[[ DATA SECTION, beginning ]]

pub mod entities;
pub mod enums;
pub mod memory;
pub mod services;
pub mod store;
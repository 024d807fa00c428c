//! Environment variable sets passed explicitly to child processes.

use std::collections::BTreeMap;
use std::ffi::{OsStr, OsString};

/// An owned set of environment variables.
///
/// Built either from the running process (`from_current`) or from the
/// `KEY=VALUE` dump printed by a vendor initialisation script
/// (`parse_dump`). The running process's own environment is never modified;
/// callers hand this mapping to each subprocess instead.
///
/// Names and values are OS strings, so variables that are not valid Unicode
/// reach child processes unchanged.
#[derive(Debug, Clone, Default, PartialEq, Eq)]
pub struct EnvironmentMapping {
    vars: BTreeMap<OsString, OsString>,
}

impl EnvironmentMapping {
    pub fn new() -> Self {
        Self::default()
    }

    /// Snapshot the current process environment.
    pub fn from_current() -> Self {
        Self {
            vars: std::env::vars_os().collect(),
        }
    }

    /// Parse the output of an environment dump (`set` / `env`).
    ///
    /// Each line is split on the first `=` only, so values may themselves
    /// contain `=`. Lines without a separator, or with an empty name, are
    /// ignored. A repeated name keeps the last value.
    pub fn parse_dump(text: &str) -> Self {
        let mut vars = BTreeMap::new();
        for line in text.lines() {
            let Some((key, value)) = line.split_once('=') else {
                continue;
            };
            if key.is_empty() {
                continue;
            }
            vars.insert(OsString::from(key), OsString::from(value));
        }
        Self { vars }
    }

    pub fn insert(
        &mut self,
        key: impl Into<OsString>,
        value: impl Into<OsString>,
    ) -> Option<OsString> {
        self.vars.insert(key.into(), value.into())
    }

    pub fn get(&self, key: impl AsRef<OsStr>) -> Option<&OsStr> {
        self.vars.get(key.as_ref()).map(OsString::as_os_str)
    }

    pub fn contains_key(&self, key: impl AsRef<OsStr>) -> bool {
        self.vars.contains_key(key.as_ref())
    }

    pub fn len(&self) -> usize {
        self.vars.len()
    }

    pub fn is_empty(&self) -> bool {
        self.vars.is_empty()
    }

    /// Iterate in name order.
    pub fn iter(&self) -> impl Iterator<Item = (&OsStr, &OsStr)> {
        self.vars.iter().map(|(k, v)| (k.as_os_str(), v.as_os_str()))
    }
}
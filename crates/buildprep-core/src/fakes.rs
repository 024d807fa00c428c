//! In-memory [`CommandRunner`] for testing
//!
//! `FakeRunner` records every command it is asked to run and answers with a
//! scripted status instead of spawning a process.

use std::path::PathBuf;
use std::sync::Mutex;

use async_trait::async_trait;
use toolchain_env::EnvironmentMapping;

use crate::runner::{CommandResult, CommandRunner, CommandSpec, CommandStatus};

/// A command seen by [`FakeRunner`].
#[derive(Debug, Clone, PartialEq, Eq)]
pub struct RecordedCall {
    pub program: String,
    pub args: Vec<String>,
    pub cwd: Option<PathBuf>,
    pub env: EnvironmentMapping,
}

/// Records calls; succeeds unless a rule matches.
#[derive(Debug, Default)]
pub struct FakeRunner {
    calls: Mutex<Vec<RecordedCall>>,
    rules: Vec<(String, CommandStatus)>,
}

impl FakeRunner {
    pub fn new() -> Self {
        Self::default()
    }

    /// Answer with `status` for any command whose arguments contain `arg`.
    /// The first matching rule wins.
    pub fn respond_when(mut self, arg: impl Into<String>, status: CommandStatus) -> Self {
        self.rules.push((arg.into(), status));
        self
    }

    /// Commands run so far, in order.
    pub fn calls(&self) -> Vec<RecordedCall> {
        self.calls.lock().unwrap().clone()
    }
}

#[async_trait]
impl CommandRunner for FakeRunner {
    async fn run(&self, command: &CommandSpec<'_>) -> CommandResult {
        self.calls.lock().unwrap().push(RecordedCall {
            program: command.program.clone(),
            args: command.args.clone(),
            cwd: command.cwd.clone(),
            env: command.env.clone(),
        });

        let status = self
            .rules
            .iter()
            .find(|(arg, _)| command.args.iter().any(|a| a == arg))
            .map(|(_, status)| status.clone())
            .unwrap_or(CommandStatus::Success);

        CommandResult {
            status,
            output: String::new(),
            duration_ms: 0,
        }
    }
}
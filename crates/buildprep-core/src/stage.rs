//! Pipeline stage definitions.

use crate::runner::CommandSpec;
use crate::spec::BuildSpec;
use serde::{Deserialize, Serialize};
use toolchain_env::EnvironmentMapping;

/// The two required stages, in execution order.
#[derive(Debug, Clone, Copy, Serialize, Deserialize, PartialEq, Eq, Hash)]
#[serde(rename_all = "snake_case")]
pub enum BuildStage {
    /// cmake -S <root> -B <build> -G <generator> -DCMAKE_BUILD_TYPE=<type> -DCMAKE_EXPORT_COMPILE_COMMANDS=ON
    Configure,

    /// cmake --build <build> --config <type>
    Build,
}

impl BuildStage {
    /// All stages in order.
    pub const ALL: [BuildStage; 2] = [BuildStage::Configure, BuildStage::Build];

    /// Get the stage name as a string.
    pub fn name(&self) -> &'static str {
        match self {
            BuildStage::Configure => "configure",
            BuildStage::Build => "build",
        }
    }

    /// Get the stage's command, run from the project root under `env`.
    pub fn command<'a>(&self, spec: &BuildSpec, env: &'a EnvironmentMapping) -> CommandSpec<'a> {
        let build_dir = spec.build_dir.to_string_lossy().into_owned();
        let cmd = CommandSpec::new(spec.cmake.clone(), env).current_dir(spec.project_root.clone());
        match self {
            BuildStage::Configure => cmd.args([
                "-S".to_string(),
                spec.project_root.to_string_lossy().into_owned(),
                "-B".to_string(),
                build_dir,
                "-G".to_string(),
                spec.generator.clone(),
                format!("-DCMAKE_BUILD_TYPE={}", spec.build_type),
                "-DCMAKE_EXPORT_COMPILE_COMMANDS=ON".to_string(),
            ]),
            BuildStage::Build => cmd.args([
                "--build".to_string(),
                build_dir,
                "--config".to_string(),
                spec.build_type.clone(),
            ]),
        }
    }

    pub fn start_message(&self) -> &'static str {
        match self {
            BuildStage::Configure => "Configuring CMake project",
            BuildStage::Build => "Building project",
        }
    }

    pub fn success_message(&self) -> &'static str {
        match self {
            BuildStage::Configure => "CMake configuration succeeded",
            BuildStage::Build => "Project build succeeded",
        }
    }

    pub fn failure_message(&self) -> &'static str {
        match self {
            BuildStage::Configure => "configuration failed",
            BuildStage::Build => "build failed",
        }
    }
}

impl std::fmt::Display for BuildStage {
    fn fmt(&self, f: &mut std::fmt::Formatter<'_>) -> std::fmt::Result {
        f.write_str(self.name())
    }
}
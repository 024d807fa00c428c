//! Strategy selection and the degrade-or-fail bootstrap flow.

use crate::capture::{capture_environment, Interpreter};
use crate::config::{EnvConfig, FallbackPolicy};
use crate::error::EnvError;
use crate::mapping::EnvironmentMapping;
use crate::platform::HostPlatform;
use crate::Result;
use serde::{Deserialize, Serialize};
use std::path::PathBuf;
use tracing::{error, info, warn};

/// How the toolchain environment is obtained.
#[derive(Debug, Clone, PartialEq, Eq)]
pub enum BootstrapStrategy {
    /// Use the current process environment as-is.
    Passthrough,

    /// Run the vendor script and capture what it exports.
    ScriptCapture { script: PathBuf },
}

/// Pick a strategy from the platform identity.
///
/// Never touches the filesystem: on platforms without vendor initialisation
/// the script is not even located.
pub fn select_strategy(platform: HostPlatform, config: &EnvConfig) -> BootstrapStrategy {
    if platform.requires_vendor_init() {
        BootstrapStrategy::ScriptCapture {
            script: config.script_path(),
        }
    } else {
        BootstrapStrategy::Passthrough
    }
}

/// What the bootstrap actually did.
#[derive(Debug, Clone, Serialize, Deserialize, PartialEq, Eq)]
#[serde(tag = "kind", rename_all = "snake_case")]
pub enum BootstrapOutcome {
    /// No vendor initialisation needed on this platform.
    Passthrough,

    /// Variables captured from the vendor script.
    Captured { vars: usize },

    /// The script was missing or failed; the current environment is used.
    Degraded { reason: String },
}

impl BootstrapOutcome {
    pub fn is_degraded(&self) -> bool {
        matches!(self, BootstrapOutcome::Degraded { .. })
    }
}

/// Environment produced by [`EnvBootstrapper::bootstrap`].
#[derive(Debug, Clone)]
pub struct Bootstrap {
    pub env: EnvironmentMapping,
    pub outcome: BootstrapOutcome,
}

/// Prepares the environment that build commands run under.
#[derive(Debug, Clone)]
pub struct EnvBootstrapper {
    config: EnvConfig,
    platform: HostPlatform,
    interpreter: Interpreter,
}

impl EnvBootstrapper {
    /// Bootstrapper for the running host.
    pub fn new(config: EnvConfig) -> Self {
        let platform = HostPlatform::current();
        Self {
            config,
            platform,
            interpreter: Interpreter::for_platform(platform),
        }
    }

    /// Override the detected platform. Also resets the interpreter to the
    /// platform's default.
    pub fn with_platform(mut self, platform: HostPlatform) -> Self {
        self.platform = platform;
        self.interpreter = Interpreter::for_platform(platform);
        self
    }

    /// Override the interpreter used for the script-then-dump command.
    /// Call after [`Self::with_platform`].
    pub fn with_interpreter(mut self, interpreter: Interpreter) -> Self {
        self.interpreter = interpreter;
        self
    }

    pub fn platform(&self) -> HostPlatform {
        self.platform
    }

    /// Produce the environment mapping for subsequent commands.
    ///
    /// Under [`FallbackPolicy::Degrade`] a missing, failing or hanging script
    /// yields the current process environment and a `Degraded` outcome. Under
    /// [`FallbackPolicy::Fail`] those conditions are returned as errors. An
    /// untrusted script path or architecture is always an error.
    pub async fn bootstrap(&self) -> Result<Bootstrap> {
        let script = match select_strategy(self.platform, &self.config) {
            BootstrapStrategy::Passthrough => {
                info!(platform = %self.platform, "Vendor environment not required, using current environment");
                return Ok(Bootstrap {
                    env: EnvironmentMapping::from_current(),
                    outcome: BootstrapOutcome::Passthrough,
                });
            }
            BootstrapStrategy::ScriptCapture { script } => script,
        };

        if !script.is_file() {
            return self.fall_back(EnvError::ScriptNotFound(script));
        }

        info!(script = %script.display(), arch = %self.config.arch, "Initialising toolchain environment");

        match capture_environment(
            self.interpreter,
            &script,
            &self.config.arch,
            self.config.timeout(),
        )
        .await
        {
            Ok(env) => {
                info!(vars = env.len(), "Toolchain environment captured");
                let vars = env.len();
                Ok(Bootstrap {
                    env,
                    outcome: BootstrapOutcome::Captured { vars },
                })
            }
            Err(
                err @ (EnvError::UntrustedScriptPath { .. } | EnvError::InvalidArch(_)),
            ) => {
                error!(error = %err, "Refusing to run environment script");
                Err(err)
            }
            Err(err) => self.fall_back(err),
        }
    }

    fn fall_back(&self, err: EnvError) -> Result<Bootstrap> {
        match self.config.fallback {
            FallbackPolicy::Fail => {
                error!(error = %err, "Toolchain environment initialisation failed");
                Err(err)
            }
            FallbackPolicy::Degrade => {
                warn!(error = %err, "Toolchain environment unavailable, continuing with current environment");
                Ok(Bootstrap {
                    env: EnvironmentMapping::from_current(),
                    outcome: BootstrapOutcome::Degraded {
                        reason: err.to_string(),
                    },
                })
            }
        }
    }
}
//! Build specification: where the project lives and how CMake is invoked.

use serde::{Deserialize, Serialize};
use std::path::{Path, PathBuf};

/// Compilation database file name, both in the build tree and the project root.
pub const COMPILE_COMMANDS_FILE: &str = "compile_commands.json";

pub const DEFAULT_BUILD_DIR: &str = "build";
pub const DEFAULT_GENERATOR: &str = "Ninja";
pub const DEFAULT_BUILD_TYPE: &str = "Debug";
pub const DEFAULT_CMAKE: &str = "cmake";

/// Everything the configure and build stages need.
#[derive(Debug, Clone, Serialize, Deserialize, PartialEq, Eq)]
pub struct BuildSpec {
    /// CMake source directory; also receives the copied compilation database.
    pub project_root: PathBuf,

    pub build_dir: PathBuf,

    /// CMake generator (`-G`).
    pub generator: String,

    /// `CMAKE_BUILD_TYPE` and the `--config` of the build step.
    pub build_type: String,

    /// CMake executable, resolved against the captured `PATH`.
    pub cmake: String,
}

impl BuildSpec {
    /// Spec with default settings and `<project_root>/build` as build directory.
    pub fn new(project_root: impl Into<PathBuf>) -> Self {
        let project_root = project_root.into();
        Self {
            build_dir: project_root.join(DEFAULT_BUILD_DIR),
            project_root,
            generator: DEFAULT_GENERATOR.to_string(),
            build_type: DEFAULT_BUILD_TYPE.to_string(),
            cmake: DEFAULT_CMAKE.to_string(),
        }
    }

    pub fn with_build_dir(mut self, build_dir: impl AsRef<Path>) -> Self {
        self.build_dir = self.project_root.join(build_dir);
        self
    }

    /// Where CMake writes the compilation database.
    pub fn compile_commands_src(&self) -> PathBuf {
        self.build_dir.join(COMPILE_COMMANDS_FILE)
    }

    /// Where editors and analysers look for it.
    pub fn compile_commands_dst(&self) -> PathBuf {
        self.project_root.join(COMPILE_COMMANDS_FILE)
    }
}

#[cfg(test)]
mod tests {
    use super::*;

    #[test]
    fn test_build_spec_defaults() {
        let spec = BuildSpec::new("/work/proj");
        assert_eq!(spec.build_dir, PathBuf::from("/work/proj/build"));
        assert_eq!(spec.generator, "Ninja");
        assert_eq!(spec.build_type, "Debug");
        assert_eq!(spec.cmake, "cmake");
    }

    #[test]
    fn test_compile_commands_paths() {
        let spec = BuildSpec::new("/work/proj");
        assert_eq!(
            spec.compile_commands_src(),
            PathBuf::from("/work/proj/build/compile_commands.json")
        );
        assert_eq!(
            spec.compile_commands_dst(),
            PathBuf::from("/work/proj/compile_commands.json")
        );
    }

    #[test]
    fn test_relative_build_dir_is_under_root() {
        let spec = BuildSpec::new("/work/proj").with_build_dir("out/debug");
        assert_eq!(spec.build_dir, PathBuf::from("/work/proj/out/debug"));
    }
}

[[ DATA SECTION, end ]]

WORK INSTRUCTIONS
Nothing but a number is expected here: the number of lines in the entries that include the word "stages".

SOLUTION FOR THIS EXERCISE
3